_Your instructions_
Only an exact retyping of all the entries counts as an answer.

Dataset records below:

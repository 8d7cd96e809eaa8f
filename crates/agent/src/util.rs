//! Provider plumbing shared by the runner and the CLI.

use wc_domain::config::ApiKeyConfig;
use wc_domain::error::{Error, Result};

/// Convert a [`reqwest::Error`] into the domain [`Error`] type.
pub(crate) fn from_reqwest(e: reqwest::Error) -> Error {
    if e.is_timeout() {
        Error::Timeout(e.to_string())
    } else {
        Error::Http(e.to_string())
    }
}

/// Resolve the model API key.
///
/// Precedence:
/// 1. `key` field (plaintext, warned)
/// 2. `service` + `account` in the OS keychain
/// 3. `env` variable
/// 4. Headless keychain fallback: env var `{SERVICE}_{ACCOUNT}` uppercased
pub fn resolve_api_key(auth: &ApiKeyConfig) -> Result<String> {
    if let Some(ref key) = auth.key {
        tracing::warn!(
            "API key loaded from plaintext config field 'key'; \
             prefer 'env' or keychain 'service'+'account'"
        );
        return Ok(key.clone());
    }

    if let (Some(service), Some(account)) = (&auth.service, &auth.account) {
        match resolve_from_keychain(service, account) {
            Ok(secret) => return Ok(secret),
            Err(e) => tracing::warn!(
                service = %service,
                account = %account,
                error = %e,
                "keychain lookup failed, falling through to env"
            ),
        }
    }

    if let Some(ref env_var) = auth.env {
        if let Ok(val) = std::env::var(env_var) {
            if !val.is_empty() {
                return Ok(val);
            }
        }
    }

    if let (Some(service), Some(account)) = (&auth.service, &auth.account) {
        let fallback_var = keychain_fallback_env_name(service, account);
        if let Ok(val) = std::env::var(&fallback_var) {
            tracing::info!(env_var = %fallback_var, "API key resolved from keychain fallback env var");
            return Ok(val);
        }
    }

    match auth.env {
        Some(ref env_var) => Err(Error::Auth(format!(
            "no API key: environment variable '{env_var}' not set"
        ))),
        None => Err(Error::Auth(
            "no API key configured: set agent.auth 'key', 'env', or 'service'+'account'".into(),
        )),
    }
}

/// Read a secret from the OS keychain.
pub fn resolve_from_keychain(service: &str, account: &str) -> Result<String> {
    let entry = keyring::Entry::new(service, account)
        .map_err(|e| Error::Auth(format!("keyring entry creation failed: {e}")))?;
    entry
        .get_password()
        .map_err(|e| Error::Auth(format!("keyring get_password failed: {e}")))
}

/// Store a secret in the OS keychain (used by `wikichat config set-secret`).
pub fn store_in_keychain(service: &str, account: &str, secret: &str) -> Result<()> {
    let entry = keyring::Entry::new(service, account)
        .map_err(|e| Error::Auth(format!("keyring entry creation failed: {e}")))?;
    entry
        .set_password(secret)
        .map_err(|e| Error::Auth(format!("keyring set_password failed: {e}")))
}

/// Headless fallback env var name for a keychain service/account pair.
/// `("wikichat", "gemini-api-key")` → `"WIKICHAT_GEMINI_API_KEY"`.
pub fn keychain_fallback_env_name(service: &str, account: &str) -> String {
    format!(
        "{}_{}",
        service.to_uppercase().replace('-', "_"),
        account.to_uppercase().replace('-', "_"),
    )
}

/// Hide the `key=` query parameter of a URL for logging.
pub(crate) fn redact_url_key(url: &str) -> String {
    match url.find("key=") {
        Some(idx) => {
            let (prefix, rest) = url.split_at(idx + 4);
            let end = rest.find('&').unwrap_or(rest.len());
            format!("{prefix}[REDACTED]{}", &rest[end..])
        }
        None => url.to_string(),
    }
}
//! Shared types for wikichat: configuration, the error type, conversation
//! content, agent run events, and structured trace events.

pub mod config;
pub mod content;
pub mod error;
pub mod stream;
pub mod trace;

pub use content::{Content, Part};
pub use error::{Error, Result};
pub use stream::{BoxStream, RunEvent};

End of Dataset records.

_Task answer_
repository 8d7cd96e809eaa8f
filename crates/agent/src/util.rs
//! Provider plumbing shared by the runner and the CLI.

use wc_domain::config::ApiKeyConfig;
use wc_domain::error::{Error, Result};

/// Convert a [`reqwest::Error`] into the domain [`Error`] type.
pub(crate) fn from_reqwest(e: reqwest::Error) -> Error {
    if e.is_timeout() {
        Error::Timeout(e.to_string())
    } else {
        Error::Http(e.to_string())
    }
}

/// Resolve the model API key.
///
/// Precedence:
/// 1. `key` field (plaintext, warned)
/// 2. `service` + `account` in the OS keychain
/// 3. `env` variable
/// 4. Headless keychain fallback: env var `{SERVICE}_{ACCOUNT}` uppercased
pub fn resolve_api_key(auth: &ApiKeyConfig) -> Result<String> {
    if let Some(ref key) = auth.key {
        tracing::warn!(
            "API key loaded from plaintext config field 'key'; \
             prefer 'env' or keychain 'service'+'account'"
        );
        return Ok(key.clone());
    }

    if let (Some(service), Some(account)) = (&auth.service, &auth.account) {
        match resolve_from_keychain(service, account) {
            Ok(secret) => return Ok(secret),
            Err(e) => tracing::warn!(
                service = %service,
                account = %account,
                error = %e,
                "keychain lookup failed, falling through to env"
            ),
        }
    }

    if let Some(ref env_var) = auth.env {
        if let Ok(val) = std::env::var(env_var) {
            if !val.is_empty() {
                return Ok(val);
            }
        }
    }

    if let (Some(service), Some(account)) = (&auth.service, &auth.account) {
        let fallback_var = keychain_fallback_env_name(service, account);
        if let Ok(val) = std::env::var(&fallback_var) {
            tracing::info!(env_var = %fallback_var, "API key resolved from keychain fallback env var");
            return Ok(val);
        }
    }

    match auth.env {
        Some(ref env_var) => Err(Error::Auth(format!(
            "no API key: environment variable '{env_var}' not set"
        ))),
        None => Err(Error::Auth(
            "no API key configured: set agent.auth 'key', 'env', or 'service'+'account'".into(),
        )),
    }
}

/// Read a secret from the OS keychain.
pub fn resolve_from_keychain(service: &str, account: &str) -> Result<String> {
    let entry = keyring::Entry::new(service, account)
        .map_err(|e| Error::Auth(format!("keyring entry creation failed: {e}")))?;
    entry
        .get_password()
        .map_err(|e| Error::Auth(format!("keyring get_password failed: {e}")))
}

/// Store a secret in the OS keychain (used by `wikichat config set-secret`).
pub fn store_in_keychain(service: &str, account: &str, secret: &str) -> Result<()> {
    let entry = keyring::Entry::new(service, account)
        .map_err(|e| Error::Auth(format!("keyring entry creation failed: {e}")))?;
    entry
        .set_password(secret)
        .map_err(|e| Error::Auth(format!("keyring set_password failed: {e}")))
}

/// Headless fallback env var name for a keychain service/account pair.
/// `("wikichat", "gemini-api-key")` → `"WIKICHAT_GEMINI_API_KEY"`.
pub fn keychain_fallback_env_name(service: &str, account: &str) -> String {
    format!(
        "{}_{}",
        service.to_uppercase().replace('-', "_"),
        account.to_uppercase().replace('-', "_"),
    )
}

/// Hide the `key=` query parameter of a URL for logging.
pub(crate) fn redact_url_key(url: &str) -> String {
    match url.find("key=") {
        Some(idx) => {
            let (prefix, rest) = url.split_at(idx + 4);
            let end = rest.find('&').unwrap_or(rest.len());
            format!("{prefix}[REDACTED]{}", &rest[end..])
        }
        None => url.to_string(),
    }
}
//! Shared types for wikichat: configuration, the error type, conversation
//! content, agent run events, and structured trace events.

pub mod config;
pub mod content;
pub mod error;
pub mod stream;
pub mod trace;

pub use content::{Content, Part};
pub use error::{Error, Result};
pub use stream::{BoxStream, RunEvent};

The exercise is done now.